──────── Provided data ────────
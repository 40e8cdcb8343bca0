//! What the identity provider asserts about a signed-in user.

use crate::model::{Role, TenantId, UserId};
use serde::{Deserialize, Serialize};

/// Claims carried by an authenticated session.
///
/// Role and tenant claims are hints only; the profile document is
/// authoritative. `platform_admin` is the one claim trusted on its own.
#[derive(Debug, Clone, PartialEq, Serialize, Deserialize)]
pub struct AuthCredential {
    pub uid: UserId,
    #[serde(default)]
    pub role: Option<Role>,
    #[serde(default)]
    pub tenant_id: Option<TenantId>,
    #[serde(default)]
    pub platform_admin: bool,
}

impl AuthCredential {
    pub fn user(uid: impl Into<UserId>) -> Self {
        Self {
            uid: uid.into(),
            role: None,
            tenant_id: None,
            platform_admin: false,
        }
    }

    pub fn platform_admin(uid: impl Into<UserId>) -> Self {
        Self {
            platform_admin: true,
            role: Some(Role::PlatformAdmin),
            ..Self::user(uid)
        }
    }

    /// True for the admin flag or an explicit platform_admin role claim.
    pub fn is_platform_admin(&self) -> bool {
        self.platform_admin || self.role == Some(Role::PlatformAdmin)
    }
}
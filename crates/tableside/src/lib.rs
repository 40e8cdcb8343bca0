//! # Tableside
//!
//! Core of a multi-tenant restaurant ordering platform: orders move through
//! the preparation pipeline and are settled per table, and every session
//! resolves what its user is entitled to from profile, tenant and plan.
//!
//! - [`model`] - documents ([`Order`](model::Order), [`Tenant`](model::Tenant), ...)
//! - [`order_actor`], [`tenant_actor`], [`plan_actor`], [`profile_actor`] - one collection each
//! - [`clients`] - typed clients over the collections
//! - [`pipeline`] - table bills, revenue, sales summary, live bill board
//! - [`entitlements`] - the profile → tenant → plan resolver
//! - [`config`] - settings from the environment
//! - [`lifecycle`] - [`PlatformSystem`](lifecycle::PlatformSystem), which starts and stops everything

pub mod clients;
pub mod config;
pub mod entitlements;
pub mod lifecycle;
pub mod model;
pub mod order_actor;
pub mod pipeline;
pub mod plan_actor;
pub mod profile_actor;
pub mod tenant_actor;
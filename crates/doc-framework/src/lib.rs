//! # Document Framework
//!
//! Building blocks for a reactive, in-process document store. Each document
//! kind lives in its own **collection actor**: a Tokio task that owns the
//! documents, processes requests sequentially and pushes change
//! notifications to subscribers.
//!
//! ## Architecture Overview
//!
//! The framework separates concerns into three layers:
//!
//! 1. **Document Layer** ([`Document`]) - business rules for one kind of record
//! 2. **Runtime Layer** ([`CollectionActor`]) - message processing, watchers, batches
//! 3. **Interface Layer** ([`CollectionClient`]) - type-safe, cloneable access
//!
//! ## What a collection offers
//!
//! | Operation | Request | Notes |
//! |-----------|---------|-------|
//! | create | [`CollectionRequest::Create`] | id allocated by the actor |
//! | insert | [`CollectionRequest::Insert`] | caller-chosen id, fails if taken |
//! | get | [`CollectionRequest::Get`] | `None` when absent |
//! | update | [`CollectionRequest::Update`] | applied to a copy, committed on success |
//! | delete | [`CollectionRequest::Delete`] | |
//! | action | [`CollectionRequest::Action`] | document-specific operation |
//! | batch | [`CollectionRequest::Batch`] | all actions commit together or none do |
//! | watch | [`CollectionRequest::Watch`] | one document, `None` once deleted |
//! | watch_query | [`CollectionRequest::WatchQuery`] | every document matching a [`Query`] |
//!
//! Every subscription receives the current state immediately and then one
//! message per committed change that touches it. A batch is published once,
//! after the whole batch committed.
//!
//! ## Example
//!
//! ```rust
//! use doc_framework::{CollectionActor, Document};
//! use async_trait::async_trait;
//!
//! #[derive(Clone, Debug)]
//! struct Counter { id: u32, hits: u32 }
//! #[derive(Debug)] struct CounterCreate;
//! #[derive(Debug)] struct CounterUpdate;
//! #[derive(Debug)] enum CounterAction { Hit }
//! #[derive(Debug, thiserror::Error)] #[error("counter error")] struct CounterError;
//!
//! #[async_trait]
//! impl Document for Counter {
//!     type Id = u32; type Create = CounterCreate; type Update = CounterUpdate;
//!     type Action = CounterAction; type ActionResult = u32; type Context = (); type Error = CounterError;
//!     fn from_create_params(id: u32, _: CounterCreate) -> Result<Self, Self::Error> { Ok(Self { id, hits: 0 }) }
//!     async fn on_update(&mut self, _: CounterUpdate, _: &()) -> Result<(), Self::Error> { Ok(()) }
//!     async fn handle_action(&mut self, _: CounterAction, _: &()) -> Result<u32, Self::Error> {
//!         self.hits += 1;
//!         Ok(self.hits)
//!     }
//! }
//!
//! #[tokio::main]
//! async fn main() {
//!     let (actor, client) = CollectionActor::<Counter>::new(10);
//!     tokio::spawn(actor.run(()));
//!
//!     let id = client.create(CounterCreate).await.unwrap();
//!     let mut feed = client.watch(id).await.unwrap();
//!     assert_eq!(feed.next().await.unwrap().unwrap().hits, 0);
//!
//!     client.perform_action(id, CounterAction::Hit).await.unwrap();
//!     assert_eq!(feed.next().await.unwrap().unwrap().hits, 1);
//! }
//! ```
//!
//! ## Testing
//!
//! [`mock::MockClient`] answers requests from a queue of expectations so client
//! logic can be tested without spawning a collection actor.

pub mod actor;
pub mod client;
pub mod client_trait;
pub mod entity;
pub mod error;
pub mod message;
pub mod mock;
pub mod subscription;
pub mod tracing;

pub use actor::CollectionActor;
pub use client::CollectionClient;
pub use client_trait::DocumentClient;
pub use entity::Document;
pub use error::StoreError;
pub use message::{CollectionRequest, Response};
pub use subscription::{Query, Subscription};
────────
What is required –
Copy out the data shown above without altering anything.

Result –
repository 40e8cdcb8343bca0
//! What the identity provider asserts about a signed-in user.

use crate::model::{Role, TenantId, UserId};
use serde::{Deserialize, Serialize};

/// Claims carried by an authenticated session.
///
/// Role and tenant claims are hints only; the profile document is
/// authoritative. `platform_admin` is the one claim trusted on its own.
#[derive(Debug, Clone, PartialEq, Serialize, Deserialize)]
pub struct AuthCredential {
    pub uid: UserId,
    #[serde(default)]
    pub role: Option<Role>,
    #[serde(default)]
    pub tenant_id: Option<TenantId>,
    #[serde(default)]
    pub platform_admin: bool,
}

impl AuthCredential {
    pub fn user(uid: impl Into<UserId>) -> Self {
        Self {
            uid: uid.into(),
            role: None,
            tenant_id: None,
            platform_admin: false,
        }
    }

    pub fn platform_admin(uid: impl Into<UserId>) -> Self {
        Self {
            platform_admin: true,
            role: Some(Role::PlatformAdmin),
            ..Self::user(uid)
        }
    }

    /// True for the admin flag or an explicit platform_admin role claim.
    pub fn is_platform_admin(&self) -> bool {
        self.platform_admin || self.role == Some(Role::PlatformAdmin)
    }
}
filename crates/tableside/src/lib.rs
repository 40e8cdcb8343bca0
//! # Tableside
//!
//! Core of a multi-tenant restaurant ordering platform: orders move through
//! the preparation pipeline and are settled per table, and every session
//! resolves what its user is entitled to from profile, tenant and plan.
//!
//! - [`model`] - documents ([`Order`](model::Order), [`Tenant`](model::Tenant), ...)
//! - [`order_actor`], [`tenant_actor`], [`plan_actor`], [`profile_actor`] - one collection each
//! - [`clients`] - typed clients over the collections
//! - [`pipeline`] - table bills, revenue, sales summary, live bill board
//! - [`entitlements`] - the profile → tenant → plan resolver
//! - [`config`] - settings from the environment
//! - [`lifecycle`] - [`PlatformSystem`](lifecycle::PlatformSystem), which starts and stops everything

pub mod clients;
pub mod config;
pub mod entitlements;
pub mod lifecycle;
pub mod model;
pub mod order_actor;
pub mod pipeline;
pub mod plan_actor;
pub mod profile_actor;
pub mod tenant_actor;
filename crates/doc-framework/src/lib.rs
//! # Document Framework
//!
//! Building blocks for a reactive, in-process document store. Each document
//! kind lives in its own **collection actor**: a Tokio task that owns the
//! documents, processes requests sequentially and pushes change
//! notifications to subscribers.
//!
//! ## Architecture Overview
//!
//! The framework separates concerns into three layers:
//!
//! 1. **Document Layer** ([`Document`]) - business rules for one kind of record
//! 2. **Runtime Layer** ([`CollectionActor`]) - message processing, watchers, batches
//! 3. **Interface Layer** ([`CollectionClient`]) - type-safe, cloneable access
//!
//! ## What a collection offers
//!
//! | Operation | Request | Notes |
//! |-----------|---------|-------|
//! | create | [`CollectionRequest::Create`] | id allocated by the actor |
//! | insert | [`CollectionRequest::Insert`] | caller-chosen id, fails if taken |
//! | get | [`CollectionRequest::Get`] | `None` when absent |
//! | update | [`CollectionRequest::Update`] | applied to a copy, committed on success |
//! | delete | [`CollectionRequest::Delete`] | |
//! | action | [`CollectionRequest::Action`] | document-specific operation |
//! | batch | [`CollectionRequest::Batch`] | all actions commit together or none do |
//! | watch | [`CollectionRequest::Watch`] | one document, `None` once deleted |
//! | watch_query | [`CollectionRequest::WatchQuery`] | every document matching a [`Query`] |
//!
//! Every subscription receives the current state immediately and then one
//! message per committed change that touches it. A batch is published once,
//! after the whole batch committed.
//!
//! ## Example
//!
//! ```rust
//! use doc_framework::{CollectionActor, Document};
//! use async_trait::async_trait;
//!
//! #[derive(Clone, Debug)]
//! struct Counter { id: u32, hits: u32 }
//! #[derive(Debug)] struct CounterCreate;
//! #[derive(Debug)] struct CounterUpdate;
//! #[derive(Debug)] enum CounterAction { Hit }
//! #[derive(Debug, thiserror::Error)] #[error("counter error")] struct CounterError;
//!
//! #[async_trait]
//! impl Document for Counter {
//!     type Id = u32; type Create = CounterCreate; type Update = CounterUpdate;
//!     type Action = CounterAction; type ActionResult = u32; type Context = (); type Error = CounterError;
//!     fn from_create_params(id: u32, _: CounterCreate) -> Result<Self, Self::Error> { Ok(Self { id, hits: 0 }) }
//!     async fn on_update(&mut self, _: CounterUpdate, _: &()) -> Result<(), Self::Error> { Ok(()) }
//!     async fn handle_action(&mut self, _: CounterAction, _: &()) -> Result<u32, Self::Error> {
//!         self.hits += 1;
//!         Ok(self.hits)
//!     }
//! }
//!
//! #[tokio::main]
//! async fn main() {
//!     let (actor, client) = CollectionActor::<Counter>::new(10);
//!     tokio::spawn(actor.run(()));
//!
//!     let id = client.create(CounterCreate).await.unwrap();
//!     let mut feed = client.watch(id).await.unwrap();
//!     assert_eq!(feed.next().await.unwrap().unwrap().hits, 0);
//!
//!     client.perform_action(id, CounterAction::Hit).await.unwrap();
//!     assert_eq!(feed.next().await.unwrap().unwrap().hits, 1);
//! }
//! ```
//!
//! ## Testing
//!
//! [`mock::MockClient`] answers requests from a queue of expectations so client
//! logic can be tested without spawning a collection actor.

pub mod actor;
pub mod client;
pub mod client_trait;
pub mod entity;
pub mod error;
pub mod message;
pub mod mock;
pub mod subscription;
pub mod tracing;

pub use actor::CollectionActor;
pub use client::CollectionClient;
pub use client_trait::DocumentClient;
pub use entity::Document;
pub use error::StoreError;
pub use message::{CollectionRequest, Response};
pub use subscription::{Query, Subscription};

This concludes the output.